*What you will do*. Output the data below in full, character for character.

*Data to use*.
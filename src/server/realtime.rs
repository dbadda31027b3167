//! Realtime endpoint: one WebSocket per client, JSON frames tagged by `type`.

use std::sync::Arc;

use axum::{
    Json,
    extract::{
        Path, State, WebSocketUpgrade,
        ws::{Message, WebSocket},
    },
    response::{IntoResponse, Response},
};
use futures_util::{SinkExt, StreamExt};
use tokio::sync::mpsc;

use crate::auth::RequireUser;
use crate::error::Error;
use crate::presence::{ClientMessage, Outbox, ServerMessage};
use crate::server::AppState;
use crate::server::response::{ApiError, ApiResponse};
use crate::types::Identity;

pub async fn ws_handler(
    RequireUser(user): RequireUser,
    State(state): State<Arc<AppState>>,
    ws: WebSocketUpgrade,
) -> Response {
    ws.on_upgrade(move |socket| handle_socket(socket, state, user))
}

/// Live sessions in a document room.
pub async fn list_presence(
    RequireUser(user): RequireUser,
    State(state): State<Arc<AppState>>,
    Path(document_id): Path<String>,
) -> impl IntoResponse {
    state.workspace.open_document(&document_id, &user.id).await?;
    let users = state.presence.collaborators(&document_id);
    Ok::<_, ApiError>(Json(ApiResponse::success(users)))
}

/// The room this connection has joined.
struct Joined {
    document_id: String,
    session_id: String,
}

async fn handle_socket(socket: WebSocket, state: Arc<AppState>, user: Identity) {
    tracing::info!("WebSocket connected: {}", user.id);

    let (mut ws_tx, mut ws_rx) = socket.split();
    let (tx, mut rx) = mpsc::unbounded_channel::<ServerMessage>();

    let send_task = tokio::spawn(async move {
        while let Some(msg) = rx.recv().await {
            let json = match serde_json::to_string(&msg) {
                Ok(json) => json,
                Err(e) => {
                    tracing::warn!("Failed to encode realtime frame: {e}");
                    continue;
                }
            };
            if let Err(e) = ws_tx.send(Message::Text(json.into())).await {
                tracing::debug!("Failed to send message to WebSocket: {e}");
                break;
            }
        }
    });

    let mut joined: Option<Joined> = None;

    while let Some(msg) = ws_rx.next().await {
        match msg {
            Ok(Message::Text(text)) => match serde_json::from_str::<ClientMessage>(&text) {
                Ok(message) => handle_message(&state, &user, &tx, &mut joined, message).await,
                Err(e) => reply(&tx, ServerMessage::error("invalid_message", e.to_string())),
            },
            Ok(Message::Ping(_)) => {
                if let Some(j) = &joined {
                    let _ = state.presence.touch(&j.session_id);
                }
            }
            Ok(Message::Binary(data)) => {
                tracing::debug!("Ignoring binary frame ({} bytes)", data.len());
            }
            Ok(Message::Pong(_)) => {}
            Ok(Message::Close(_)) => break,
            Err(e) => {
                tracing::debug!("WebSocket error for {}: {e}", user.id);
                break;
            }
        }
    }

    if let Some(j) = joined.take() {
        // Already gone if the sweeper evicted it.
        let _ = state.presence.leave(&j.session_id);
    }
    send_task.abort();
    tracing::info!("WebSocket disconnected: {}", user.id);
}

async fn handle_message(
    state: &AppState,
    user: &Identity,
    tx: &Outbox,
    joined: &mut Option<Joined>,
    message: ClientMessage,
) {
    match message {
        ClientMessage::JoinDocument { document_id, user: hello } => {
            let snapshot = match state.workspace.open_document(&document_id, &user.id).await {
                Ok(snapshot) => snapshot,
                Err(e) => return reply_error(tx, &e),
            };
            if let Some(previous) = joined.take() {
                let _ = state.presence.leave(&previous.session_id);
            }
            let name = hello.and_then(|h| h.name);
            let session_id =
                state
                    .presence
                    .join(&document_id, user, name.as_deref(), snapshot, tx.clone());
            *joined = Some(Joined {
                document_id,
                session_id,
            });
        }
        ClientMessage::Operation { operation } => {
            let Some(j) = joined.as_ref() else {
                return reply(tx, not_joined());
            };
            let (document_id, session_id) = (j.document_id.clone(), j.session_id.clone());
            // An evicted session no longer hears the room; it must join again.
            if let Err(e) = state.presence.touch(&session_id) {
                *joined = None;
                return reply_error(tx, &e);
            }
            // The ack and the relay to peers go out from inside the workspace.
            match state
                .workspace
                .apply_operation(&document_id, &user.id, operation, Some(&session_id))
                .await
            {
                Ok(op) => {
                    tracing::debug!(
                        "{} applied {:?} to {} at version {}",
                        user.id,
                        op.kind,
                        document_id,
                        op.version
                    );
                }
                Err(Error::AccessDenied(_)) => reply(
                    tx,
                    ServerMessage::error(
                        "access_denied",
                        "live edits need commit rights; POST the content to /api/v1/projects/{id}/content to propose it",
                    ),
                ),
                Err(e) => reply_error(tx, &e),
            }
        }
        ClientMessage::CursorUpdate(cursor) => {
            presence_call(tx, joined, |id| state.presence.update_cursor(id, cursor));
        }
        ClientMessage::SelectionUpdate(selection) => {
            presence_call(tx, joined, |id| state.presence.update_selection(id, selection));
        }
        ClientMessage::Typing { is_typing } => {
            presence_call(tx, joined, |id| state.presence.set_typing(id, is_typing));
        }
        ClientMessage::Heartbeat => {
            presence_call(tx, joined, |id| state.presence.touch(id));
        }
    }
}

/// Runs a presence update for the joined session. An evicted session is
/// forgotten so the client can join again.
fn presence_call(
    tx: &Outbox,
    joined: &mut Option<Joined>,
    call: impl FnOnce(&str) -> crate::error::Result<()>,
) {
    let Some(j) = joined.as_ref() else {
        return reply(tx, not_joined());
    };
    if let Err(e) = call(&j.session_id) {
        if matches!(e, Error::NotFound(_)) {
            *joined = None;
        }
        reply_error(tx, &e);
    }
}

fn not_joined() -> ServerMessage {
    ServerMessage::error("not_joined", "send join-document first")
}

fn reply_error(tx: &Outbox, err: &Error) {
    reply(tx, ServerMessage::error(err.code(), err.to_string()));
}

fn reply(tx: &Outbox, message: ServerMessage) {
    if tx.send(message).is_err() {
        tracing::debug!("Reply dropped: connection closing");
    }
}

*Task output*.
filename src/server/realtime.rs
repository dbadda31027b3167
//! Realtime endpoint: one WebSocket per client, JSON frames tagged by `type`.

use std::sync::Arc;

use axum::{
    Json,
    extract::{
        Path, State, WebSocketUpgrade,
        ws::{Message, WebSocket},
    },
    response::{IntoResponse, Response},
};
use futures_util::{SinkExt, StreamExt};
use tokio::sync::mpsc;

use crate::auth::RequireUser;
use crate::error::Error;
use crate::presence::{ClientMessage, Outbox, ServerMessage};
use crate::server::AppState;
use crate::server::response::{ApiError, ApiResponse};
use crate::types::Identity;

pub async fn ws_handler(
    RequireUser(user): RequireUser,
    State(state): State<Arc<AppState>>,
    ws: WebSocketUpgrade,
) -> Response {
    ws.on_upgrade(move |socket| handle_socket(socket, state, user))
}

/// Live sessions in a document room.
pub async fn list_presence(
    RequireUser(user): RequireUser,
    State(state): State<Arc<AppState>>,
    Path(document_id): Path<String>,
) -> impl IntoResponse {
    state.workspace.open_document(&document_id, &user.id).await?;
    let users = state.presence.collaborators(&document_id);
    Ok::<_, ApiError>(Json(ApiResponse::success(users)))
}

/// The room this connection has joined.
struct Joined {
    document_id: String,
    session_id: String,
}

async fn handle_socket(socket: WebSocket, state: Arc<AppState>, user: Identity) {
    tracing::info!("WebSocket connected: {}", user.id);

    let (mut ws_tx, mut ws_rx) = socket.split();
    let (tx, mut rx) = mpsc::unbounded_channel::<ServerMessage>();

    let send_task = tokio::spawn(async move {
        while let Some(msg) = rx.recv().await {
            let json = match serde_json::to_string(&msg) {
                Ok(json) => json,
                Err(e) => {
                    tracing::warn!("Failed to encode realtime frame: {e}");
                    continue;
                }
            };
            if let Err(e) = ws_tx.send(Message::Text(json.into())).await {
                tracing::debug!("Failed to send message to WebSocket: {e}");
                break;
            }
        }
    });

    let mut joined: Option<Joined> = None;

    while let Some(msg) = ws_rx.next().await {
        match msg {
            Ok(Message::Text(text)) => match serde_json::from_str::<ClientMessage>(&text) {
                Ok(message) => handle_message(&state, &user, &tx, &mut joined, message).await,
                Err(e) => reply(&tx, ServerMessage::error("invalid_message", e.to_string())),
            },
            Ok(Message::Ping(_)) => {
                if let Some(j) = &joined {
                    let _ = state.presence.touch(&j.session_id);
                }
            }
            Ok(Message::Binary(data)) => {
                tracing::debug!("Ignoring binary frame ({} bytes)", data.len());
            }
            Ok(Message::Pong(_)) => {}
            Ok(Message::Close(_)) => break,
            Err(e) => {
                tracing::debug!("WebSocket error for {}: {e}", user.id);
                break;
            }
        }
    }

    if let Some(j) = joined.take() {
        // Already gone if the sweeper evicted it.
        let _ = state.presence.leave(&j.session_id);
    }
    send_task.abort();
    tracing::info!("WebSocket disconnected: {}", user.id);
}

async fn handle_message(
    state: &AppState,
    user: &Identity,
    tx: &Outbox,
    joined: &mut Option<Joined>,
    message: ClientMessage,
) {
    match message {
        ClientMessage::JoinDocument { document_id, user: hello } => {
            let snapshot = match state.workspace.open_document(&document_id, &user.id).await {
                Ok(snapshot) => snapshot,
                Err(e) => return reply_error(tx, &e),
            };
            if let Some(previous) = joined.take() {
                let _ = state.presence.leave(&previous.session_id);
            }
            let name = hello.and_then(|h| h.name);
            let session_id =
                state
                    .presence
                    .join(&document_id, user, name.as_deref(), snapshot, tx.clone());
            *joined = Some(Joined {
                document_id,
                session_id,
            });
        }
        ClientMessage::Operation { operation } => {
            let Some(j) = joined.as_ref() else {
                return reply(tx, not_joined());
            };
            let (document_id, session_id) = (j.document_id.clone(), j.session_id.clone());
            // An evicted session no longer hears the room; it must join again.
            if let Err(e) = state.presence.touch(&session_id) {
                *joined = None;
                return reply_error(tx, &e);
            }
            // The ack and the relay to peers go out from inside the workspace.
            match state
                .workspace
                .apply_operation(&document_id, &user.id, operation, Some(&session_id))
                .await
            {
                Ok(op) => {
                    tracing::debug!(
                        "{} applied {:?} to {} at version {}",
                        user.id,
                        op.kind,
                        document_id,
                        op.version
                    );
                }
                Err(Error::AccessDenied(_)) => reply(
                    tx,
                    ServerMessage::error(
                        "access_denied",
                        "live edits need commit rights; POST the content to /api/v1/projects/{id}/content to propose it",
                    ),
                ),
                Err(e) => reply_error(tx, &e),
            }
        }
        ClientMessage::CursorUpdate(cursor) => {
            presence_call(tx, joined, |id| state.presence.update_cursor(id, cursor));
        }
        ClientMessage::SelectionUpdate(selection) => {
            presence_call(tx, joined, |id| state.presence.update_selection(id, selection));
        }
        ClientMessage::Typing { is_typing } => {
            presence_call(tx, joined, |id| state.presence.set_typing(id, is_typing));
        }
        ClientMessage::Heartbeat => {
            presence_call(tx, joined, |id| state.presence.touch(id));
        }
    }
}

/// Runs a presence update for the joined session. An evicted session is
/// forgotten so the client can join again.
fn presence_call(
    tx: &Outbox,
    joined: &mut Option<Joined>,
    call: impl FnOnce(&str) -> crate::error::Result<()>,
) {
    let Some(j) = joined.as_ref() else {
        return reply(tx, not_joined());
    };
    if let Err(e) = call(&j.session_id) {
        if matches!(e, Error::NotFound(_)) {
            *joined = None;
        }
        reply_error(tx, &e);
    }
}

fn not_joined() -> ServerMessage {
    ServerMessage::error("not_joined", "send join-document first")
}

fn reply_error(tx: &Outbox, err: &Error) {
    reply(tx, ServerMessage::error(err.code(), err.to_string()));
}

fn reply(tx: &Outbox, message: ServerMessage) {
    if tx.send(message).is_err() {
        tracing::debug!("Reply dropped: connection closing");
    }
}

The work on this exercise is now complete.